De nouveau la nef cinglait vers Tintagel. Il semblait à Tristan qu’une ronce vivace, aux épines aiguës, aux fleurs odorantes, poussait ses racines dans le sang de son cœur et par de forts liens enlaçait au beau corps d’Iseut son corps et toute sa pensée, et tout son désir. Il songeait: «Andret, Denoalen, Guenelon, et Gondoïne, félons qui m’accusiez de convoiter la terre du roi Marc, ah! je suis plus vil encore, et ce n’est pas sa terre que je convoite! Bel oncle, qui m’avez aimé orphelin avant même de reconnaître le sang de votre sœur Blanchefleur, vous qui me pleuriez tendrement, tandis que vos bras me portaient jusqu’à la barque sans rames ni voile, bel oncle, que n’avez-vous, dès le premier jour, chassé l’enfant errant venu pour vous trahir? Ah! qu’ai-je pensé? Iseut est votre femme, et moi votre vassal. Iseut est votre femme, et moi votre fils. Iseut est votre femme et ne peut pas m’aimer.»

Iseut l’aimait. Elle voulait le haïr, pourtant: ne l’avait-il pas vilement dédaignée? Elle voulait le haïr, et ne pouvait, irritée en son cœur de cette tendresse plus douloureuse que la haine.

Brangien les observait avec angoisse, plus cruellement tourmentée encore, car seule elle savait quel mal elle avait causé.

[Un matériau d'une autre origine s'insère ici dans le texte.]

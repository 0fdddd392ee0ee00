//! Handlers for `/login` and `/register`, and the Basic-auth principal
//! extractor used by every mutating endpoint.
//!
//! | Method | Path | Notes |
//! |--------|------|-------|
//! | `POST` | `/login` | Body: `{"username","password"}`; 401 on bad credentials |
//! | `POST` | `/register` | Body: `{"username","password","name"}`; 201, or 400 if taken |

use axum::{
  Json,
  extract::{FromRequest, FromRequestParts, State},
  http::{HeaderMap, StatusCode, header, request::Parts},
  response::IntoResponse,
};
use base64::{Engine as _, engine::general_purpose::STANDARD as B64};
use incidencias_core::{
  auth::Principal,
  store::IncidentStore,
  user::UserInfo,
};
use serde::Deserialize;

use crate::{AppState, error::ApiError};

// ─── Request bodies ──────────────────────────────────────────────────────────

/// [`Json`] whose rejections answer with the API's `{"error"}` body.
#[derive(FromRequest)]
#[from_request(via(Json), rejection(ApiError))]
pub struct JsonBody<T>(pub T);

// ─── Login ───────────────────────────────────────────────────────────────────

#[derive(Debug, Deserialize)]
pub struct LoginBody {
  pub username: String,
  pub password: String,
}

/// `POST /login`
pub async fn login<S>(
  State(state): State<AppState<S>>,
  JsonBody(body): JsonBody<LoginBody>,
) -> Result<Json<UserInfo>, ApiError>
where
  S: IncidentStore + 'static,
{
  let info = state.auth.login(&body.username, &body.password).await?;
  tracing::info!(username = %info.username, "login");
  Ok(Json(info))
}

// ─── Register ────────────────────────────────────────────────────────────────

#[derive(Debug, Deserialize)]
pub struct RegisterBody {
  pub username: String,
  pub password: String,
  #[serde(default)]
  pub name:     String,
}

/// `POST /register`, returns 201 + the new account.
pub async fn register<S>(
  State(state): State<AppState<S>>,
  JsonBody(body): JsonBody<RegisterBody>,
) -> Result<impl IntoResponse, ApiError>
where
  S: IncidentStore + 'static,
{
  let info = state
    .auth
    .register(&body.username, &body.password, &body.name)
    .await?;
  tracing::info!(username = %info.username, "account registered");
  Ok((StatusCode::CREATED, Json(info)))
}

// ─── Principal extractor ─────────────────────────────────────────────────────

/// The verified user behind a mutating request.
pub struct Authenticated(pub Principal);

/// Pull `(username, password)` out of an HTTP Basic `Authorization` header.
pub fn basic_credentials(headers: &HeaderMap) -> Result<(String, String), ApiError> {
  let header_val = headers
    .get(header::AUTHORIZATION)
    .and_then(|v| v.to_str().ok())
    .ok_or(ApiError::AuthRequired)?;

  let encoded = header_val
    .strip_prefix("Basic ")
    .ok_or(ApiError::AuthRequired)?;

  let decoded = B64.decode(encoded.trim()).map_err(|_| ApiError::AuthRequired)?;
  let creds = String::from_utf8(decoded).map_err(|_| ApiError::AuthRequired)?;

  let (username, password) = creds.split_once(':').ok_or(ApiError::AuthRequired)?;
  Ok((username.to_owned(), password.to_owned()))
}

impl<S> FromRequestParts<AppState<S>> for Authenticated
where
  S: IncidentStore + 'static,
{
  type Rejection = ApiError;

  async fn from_request_parts(
    parts: &mut Parts,
    state: &AppState<S>,
  ) -> Result<Self, Self::Rejection> {
    let (username, password) = basic_credentials(&parts.headers)?;
    let principal = state
      .auth
      .authenticate(&username, &password)
      .await
      .map_err(|e| match e {
        incidencias_core::Error::Unauthorized => ApiError::AuthRequired,
        other => ApiError::from(other),
      })?;
    Ok(Authenticated(principal))
  }
}

#[cfg(test)]
mod tests {
  use axum::http::HeaderValue;

  use super::*;

  fn headers(value: &str) -> HeaderMap {
    let mut h = HeaderMap::new();
    h.insert(header::AUTHORIZATION, HeaderValue::from_str(value).unwrap());
    h
  }

  #[test]
  fn decodes_basic_header() {
    let value = format!("Basic {}", B64.encode("ana:pa:ss"));
    let (user, pass) = basic_credentials(&headers(&value)).unwrap();
    assert_eq!(user, "ana");
    assert_eq!(pass, "pa:ss");
  }

  #[test]
  fn rejects_missing_or_malformed_header() {
    assert!(matches!(basic_credentials(&HeaderMap::new()), Err(ApiError::AuthRequired)));
    assert!(matches!(basic_credentials(&headers("Bearer abc")), Err(ApiError::AuthRequired)));
    assert!(matches!(
      basic_credentials(&headers("Basic !!!not-base64!!!")),
      Err(ApiError::AuthRequired)
    ));
    let no_colon = format!("Basic {}", B64.encode("anapass"));
    assert!(matches!(basic_credentials(&headers(&no_colon)), Err(ApiError::AuthRequired)));
  }
}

Deux jours elle les épia, les vit repousser toute nourriture, tout breuvage et tout réconfort, se chercher comme des aveugles qui marchent à tâtons l’un vers l’autre, malheureux quand ils languissaient séparés, plus malheureux encore, quand, réunis, ils tremblaient devant l’horreur du premier aveu.

Au troisième jour, comme Tristan venait vers la tente, dressée sur le pont de la nef, où Iseut était assise, Iseut le vit s’approcher et lui dit humblement:

«Entrez, seigneur.

—Reine, dit Tristan, pourquoi m’avoir appelé seigneur? Ne suis-je pas votre homme lige, au contraire, votre vassal, pour vous révérer, vous servir et vous aimer comme ma reine et ma dame?

Iseut répondit:

«Non, tu le sais, que tu es mon seigneur et mon maître! Tu le sais que ta force me domine et que je suis ta serve! Ah! que n’ai-je avivé naguère les plaies du jongleur blessé? Que n’ai-je laissé périr le tueur du monstre dans les herbes du marécage? Que n’ai-je asséné sur lui, quand il gisait dans le bain, le coup de l’épée déjà brandie? Hélas! je ne savais pas alors ce que je sais aujourd’hui!

—Iseut, que savez-vous donc aujourd’hui? Qu’est-ce donc qui vous tourmente?

—Ah! tout ce que je sais me tourmente, et tout ce que je vois. Ce ciel me tourmente et cette mer, et mon corps et ma vie!»